# TASK BRIEF
Your output should contain every record, unchanged.

━━━ RECORDS SHOWN

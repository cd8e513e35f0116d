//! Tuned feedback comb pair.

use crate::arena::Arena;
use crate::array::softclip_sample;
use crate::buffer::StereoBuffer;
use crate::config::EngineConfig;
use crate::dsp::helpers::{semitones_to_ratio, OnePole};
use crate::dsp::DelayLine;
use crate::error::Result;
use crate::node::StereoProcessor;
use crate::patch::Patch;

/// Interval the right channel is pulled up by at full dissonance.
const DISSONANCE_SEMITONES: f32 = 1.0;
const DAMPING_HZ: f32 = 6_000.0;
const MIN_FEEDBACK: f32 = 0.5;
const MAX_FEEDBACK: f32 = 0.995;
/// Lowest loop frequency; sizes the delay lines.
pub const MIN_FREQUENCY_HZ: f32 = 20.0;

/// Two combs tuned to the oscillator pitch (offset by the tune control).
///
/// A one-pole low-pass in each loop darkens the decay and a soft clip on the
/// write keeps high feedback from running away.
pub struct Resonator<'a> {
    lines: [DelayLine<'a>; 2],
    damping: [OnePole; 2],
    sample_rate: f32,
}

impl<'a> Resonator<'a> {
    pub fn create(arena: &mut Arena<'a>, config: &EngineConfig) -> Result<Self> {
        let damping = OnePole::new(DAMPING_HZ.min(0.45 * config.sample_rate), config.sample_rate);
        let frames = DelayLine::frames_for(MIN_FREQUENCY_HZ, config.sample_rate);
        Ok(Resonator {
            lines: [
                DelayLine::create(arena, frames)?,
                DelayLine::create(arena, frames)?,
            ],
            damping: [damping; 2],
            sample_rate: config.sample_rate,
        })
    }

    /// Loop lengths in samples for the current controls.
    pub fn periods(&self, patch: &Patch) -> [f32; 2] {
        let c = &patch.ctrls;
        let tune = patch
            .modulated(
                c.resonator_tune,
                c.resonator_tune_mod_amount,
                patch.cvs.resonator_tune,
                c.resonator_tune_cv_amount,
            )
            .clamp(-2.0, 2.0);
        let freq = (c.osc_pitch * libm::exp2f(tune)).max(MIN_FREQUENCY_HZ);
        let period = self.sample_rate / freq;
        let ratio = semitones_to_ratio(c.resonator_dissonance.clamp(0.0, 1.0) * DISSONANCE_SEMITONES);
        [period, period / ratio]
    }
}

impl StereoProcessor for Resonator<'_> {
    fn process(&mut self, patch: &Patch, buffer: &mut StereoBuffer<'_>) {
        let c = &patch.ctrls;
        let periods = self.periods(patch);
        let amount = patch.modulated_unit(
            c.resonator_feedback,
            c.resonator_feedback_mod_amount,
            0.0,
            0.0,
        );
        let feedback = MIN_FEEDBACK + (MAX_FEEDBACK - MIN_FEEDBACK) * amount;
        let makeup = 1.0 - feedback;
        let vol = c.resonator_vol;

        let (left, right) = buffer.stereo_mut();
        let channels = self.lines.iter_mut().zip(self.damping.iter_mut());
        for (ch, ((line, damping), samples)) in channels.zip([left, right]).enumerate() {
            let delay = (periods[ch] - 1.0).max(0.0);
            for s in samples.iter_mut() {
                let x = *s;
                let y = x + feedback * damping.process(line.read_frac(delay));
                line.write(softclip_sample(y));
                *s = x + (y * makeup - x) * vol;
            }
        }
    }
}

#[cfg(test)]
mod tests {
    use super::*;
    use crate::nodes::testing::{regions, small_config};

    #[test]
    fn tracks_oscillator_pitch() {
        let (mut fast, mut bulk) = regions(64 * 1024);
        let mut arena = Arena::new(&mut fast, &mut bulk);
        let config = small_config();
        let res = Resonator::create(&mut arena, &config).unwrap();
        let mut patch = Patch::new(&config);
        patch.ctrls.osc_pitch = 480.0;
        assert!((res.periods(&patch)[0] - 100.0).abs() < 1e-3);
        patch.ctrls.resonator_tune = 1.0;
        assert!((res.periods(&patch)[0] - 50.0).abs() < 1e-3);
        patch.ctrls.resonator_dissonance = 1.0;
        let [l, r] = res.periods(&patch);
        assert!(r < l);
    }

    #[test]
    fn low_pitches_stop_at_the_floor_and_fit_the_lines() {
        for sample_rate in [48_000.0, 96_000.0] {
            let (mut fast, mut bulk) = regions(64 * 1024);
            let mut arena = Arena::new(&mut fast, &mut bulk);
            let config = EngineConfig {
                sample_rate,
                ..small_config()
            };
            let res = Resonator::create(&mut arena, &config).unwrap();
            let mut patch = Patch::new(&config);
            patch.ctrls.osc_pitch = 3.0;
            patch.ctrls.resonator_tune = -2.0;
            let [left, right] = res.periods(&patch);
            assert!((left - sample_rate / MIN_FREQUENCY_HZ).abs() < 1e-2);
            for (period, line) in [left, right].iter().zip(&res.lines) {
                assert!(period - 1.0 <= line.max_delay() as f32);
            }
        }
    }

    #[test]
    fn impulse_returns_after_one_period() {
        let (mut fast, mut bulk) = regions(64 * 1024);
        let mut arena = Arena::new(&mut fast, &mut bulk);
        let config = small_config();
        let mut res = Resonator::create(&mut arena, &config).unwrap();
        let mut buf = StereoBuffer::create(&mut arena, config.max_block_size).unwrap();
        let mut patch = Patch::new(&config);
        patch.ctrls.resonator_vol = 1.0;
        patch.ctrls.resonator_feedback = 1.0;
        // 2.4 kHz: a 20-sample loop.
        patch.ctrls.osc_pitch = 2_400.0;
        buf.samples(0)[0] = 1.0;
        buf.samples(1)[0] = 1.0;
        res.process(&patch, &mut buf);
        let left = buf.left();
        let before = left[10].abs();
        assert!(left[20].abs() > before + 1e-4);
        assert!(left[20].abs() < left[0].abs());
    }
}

━━━━━━

# RESULT OF THIS EXERCISE
repository cd8e513e35f0116d
//! Tuned feedback comb pair.

use crate::arena::Arena;
use crate::array::softclip_sample;
use crate::buffer::StereoBuffer;
use crate::config::EngineConfig;
use crate::dsp::helpers::{semitones_to_ratio, OnePole};
use crate::dsp::DelayLine;
use crate::error::Result;
use crate::node::StereoProcessor;
use crate::patch::Patch;

/// Interval the right channel is pulled up by at full dissonance.
const DISSONANCE_SEMITONES: f32 = 1.0;
const DAMPING_HZ: f32 = 6_000.0;
const MIN_FEEDBACK: f32 = 0.5;
const MAX_FEEDBACK: f32 = 0.995;
/// Lowest loop frequency; sizes the delay lines.
pub const MIN_FREQUENCY_HZ: f32 = 20.0;

/// Two combs tuned to the oscillator pitch (offset by the tune control).
///
/// A one-pole low-pass in each loop darkens the decay and a soft clip on the
/// write keeps high feedback from running away.
pub struct Resonator<'a> {
    lines: [DelayLine<'a>; 2],
    damping: [OnePole; 2],
    sample_rate: f32,
}

impl<'a> Resonator<'a> {
    pub fn create(arena: &mut Arena<'a>, config: &EngineConfig) -> Result<Self> {
        let damping = OnePole::new(DAMPING_HZ.min(0.45 * config.sample_rate), config.sample_rate);
        let frames = DelayLine::frames_for(MIN_FREQUENCY_HZ, config.sample_rate);
        Ok(Resonator {
            lines: [
                DelayLine::create(arena, frames)?,
                DelayLine::create(arena, frames)?,
            ],
            damping: [damping; 2],
            sample_rate: config.sample_rate,
        })
    }

    /// Loop lengths in samples for the current controls.
    pub fn periods(&self, patch: &Patch) -> [f32; 2] {
        let c = &patch.ctrls;
        let tune = patch
            .modulated(
                c.resonator_tune,
                c.resonator_tune_mod_amount,
                patch.cvs.resonator_tune,
                c.resonator_tune_cv_amount,
            )
            .clamp(-2.0, 2.0);
        let freq = (c.osc_pitch * libm::exp2f(tune)).max(MIN_FREQUENCY_HZ);
        let period = self.sample_rate / freq;
        let ratio = semitones_to_ratio(c.resonator_dissonance.clamp(0.0, 1.0) * DISSONANCE_SEMITONES);
        [period, period / ratio]
    }
}

impl StereoProcessor for Resonator<'_> {
    fn process(&mut self, patch: &Patch, buffer: &mut StereoBuffer<'_>) {
        let c = &patch.ctrls;
        let periods = self.periods(patch);
        let amount = patch.modulated_unit(
            c.resonator_feedback,
            c.resonator_feedback_mod_amount,
            0.0,
            0.0,
        );
        let feedback = MIN_FEEDBACK + (MAX_FEEDBACK - MIN_FEEDBACK) * amount;
        let makeup = 1.0 - feedback;
        let vol = c.resonator_vol;

        let (left, right) = buffer.stereo_mut();
        let channels = self.lines.iter_mut().zip(self.damping.iter_mut());
        for (ch, ((line, damping), samples)) in channels.zip([left, right]).enumerate() {
            let delay = (periods[ch] - 1.0).max(0.0);
            for s in samples.iter_mut() {
                let x = *s;
                let y = x + feedback * damping.process(line.read_frac(delay));
                line.write(softclip_sample(y));
                *s = x + (y * makeup - x) * vol;
            }
        }
    }
}

#[cfg(test)]
mod tests {
    use super::*;
    use crate::nodes::testing::{regions, small_config};

    #[test]
    fn tracks_oscillator_pitch() {
        let (mut fast, mut bulk) = regions(64 * 1024);
        let mut arena = Arena::new(&mut fast, &mut bulk);
        let config = small_config();
        let res = Resonator::create(&mut arena, &config).unwrap();
        let mut patch = Patch::new(&config);
        patch.ctrls.osc_pitch = 480.0;
        assert!((res.periods(&patch)[0] - 100.0).abs() < 1e-3);
        patch.ctrls.resonator_tune = 1.0;
        assert!((res.periods(&patch)[0] - 50.0).abs() < 1e-3);
        patch.ctrls.resonator_dissonance = 1.0;
        let [l, r] = res.periods(&patch);
        assert!(r < l);
    }

    #[test]
    fn low_pitches_stop_at_the_floor_and_fit_the_lines() {
        for sample_rate in [48_000.0, 96_000.0] {
            let (mut fast, mut bulk) = regions(64 * 1024);
            let mut arena = Arena::new(&mut fast, &mut bulk);
            let config = EngineConfig {
                sample_rate,
                ..small_config()
            };
            let res = Resonator::create(&mut arena, &config).unwrap();
            let mut patch = Patch::new(&config);
            patch.ctrls.osc_pitch = 3.0;
            patch.ctrls.resonator_tune = -2.0;
            let [left, right] = res.periods(&patch);
            assert!((left - sample_rate / MIN_FREQUENCY_HZ).abs() < 1e-2);
            for (period, line) in [left, right].iter().zip(&res.lines) {
                assert!(period - 1.0 <= line.max_delay() as f32);
            }
        }
    }

    #[test]
    fn impulse_returns_after_one_period() {
        let (mut fast, mut bulk) = regions(64 * 1024);
        let mut arena = Arena::new(&mut fast, &mut bulk);
        let config = small_config();
        let mut res = Resonator::create(&mut arena, &config).unwrap();
        let mut buf = StereoBuffer::create(&mut arena, config.max_block_size).unwrap();
        let mut patch = Patch::new(&config);
        patch.ctrls.resonator_vol = 1.0;
        patch.ctrls.resonator_feedback = 1.0;
        // 2.4 kHz: a 20-sample loop.
        patch.ctrls.osc_pitch = 2_400.0;
        buf.samples(0)[0] = 1.0;
        buf.samples(1)[0] = 1.0;
        res.process(&patch, &mut buf);
        let left = buf.left();
        let before = left[10].abs();
        assert!(left[20].abs() > before + 1e-4);
        assert!(left[20].abs() < left[0].abs());
    }
}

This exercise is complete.